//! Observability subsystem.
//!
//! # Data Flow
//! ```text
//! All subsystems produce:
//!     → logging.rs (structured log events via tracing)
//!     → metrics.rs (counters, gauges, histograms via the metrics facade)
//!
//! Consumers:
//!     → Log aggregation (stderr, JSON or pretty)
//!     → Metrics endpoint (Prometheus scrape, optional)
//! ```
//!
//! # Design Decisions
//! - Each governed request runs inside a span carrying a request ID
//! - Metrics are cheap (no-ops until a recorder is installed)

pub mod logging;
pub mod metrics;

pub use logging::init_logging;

........

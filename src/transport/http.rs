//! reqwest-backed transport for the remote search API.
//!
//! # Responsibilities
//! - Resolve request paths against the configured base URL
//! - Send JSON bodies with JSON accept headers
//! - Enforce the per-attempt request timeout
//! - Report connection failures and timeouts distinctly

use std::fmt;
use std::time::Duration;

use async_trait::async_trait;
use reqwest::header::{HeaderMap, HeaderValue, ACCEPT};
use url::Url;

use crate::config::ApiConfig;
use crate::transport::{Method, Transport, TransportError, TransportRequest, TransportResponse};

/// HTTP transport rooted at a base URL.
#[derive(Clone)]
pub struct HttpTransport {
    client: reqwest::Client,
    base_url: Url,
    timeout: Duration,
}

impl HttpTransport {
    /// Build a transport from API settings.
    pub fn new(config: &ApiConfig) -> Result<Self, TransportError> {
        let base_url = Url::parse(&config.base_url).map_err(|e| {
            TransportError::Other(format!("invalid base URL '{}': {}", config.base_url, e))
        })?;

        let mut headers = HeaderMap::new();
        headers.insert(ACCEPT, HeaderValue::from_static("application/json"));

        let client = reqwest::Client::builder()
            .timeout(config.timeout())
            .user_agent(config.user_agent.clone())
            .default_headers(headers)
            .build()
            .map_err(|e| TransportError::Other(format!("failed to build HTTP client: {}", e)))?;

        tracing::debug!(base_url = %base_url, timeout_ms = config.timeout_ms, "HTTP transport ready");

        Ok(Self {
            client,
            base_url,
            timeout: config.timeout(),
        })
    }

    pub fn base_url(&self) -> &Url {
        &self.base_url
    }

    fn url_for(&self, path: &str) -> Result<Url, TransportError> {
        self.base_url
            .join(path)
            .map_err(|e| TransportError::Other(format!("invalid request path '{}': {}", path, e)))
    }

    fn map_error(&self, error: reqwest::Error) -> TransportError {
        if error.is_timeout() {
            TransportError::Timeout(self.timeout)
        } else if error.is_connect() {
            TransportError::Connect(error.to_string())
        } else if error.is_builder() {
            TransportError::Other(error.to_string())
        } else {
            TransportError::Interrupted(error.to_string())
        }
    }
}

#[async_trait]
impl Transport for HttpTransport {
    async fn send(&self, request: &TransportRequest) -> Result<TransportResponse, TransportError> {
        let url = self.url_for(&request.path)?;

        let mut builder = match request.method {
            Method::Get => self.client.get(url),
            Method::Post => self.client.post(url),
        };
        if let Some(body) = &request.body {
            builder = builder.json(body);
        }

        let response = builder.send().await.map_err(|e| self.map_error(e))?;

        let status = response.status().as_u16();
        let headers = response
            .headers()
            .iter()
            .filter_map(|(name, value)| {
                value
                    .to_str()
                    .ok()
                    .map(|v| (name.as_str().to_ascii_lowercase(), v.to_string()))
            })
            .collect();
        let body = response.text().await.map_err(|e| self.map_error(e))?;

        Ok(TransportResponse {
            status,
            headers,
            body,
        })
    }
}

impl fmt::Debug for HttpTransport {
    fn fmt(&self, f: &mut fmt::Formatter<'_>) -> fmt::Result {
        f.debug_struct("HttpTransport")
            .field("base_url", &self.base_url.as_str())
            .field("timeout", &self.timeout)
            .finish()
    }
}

........

**Task**
Find the lines above with the word "invalid". Copy them out.

**Result for this task**
            TransportError::Other(format!("invalid base URL '{}': {}", config.base_url, e))
            .map_err(|e| TransportError::Other(format!("invalid request path '{}': {}", path, e)))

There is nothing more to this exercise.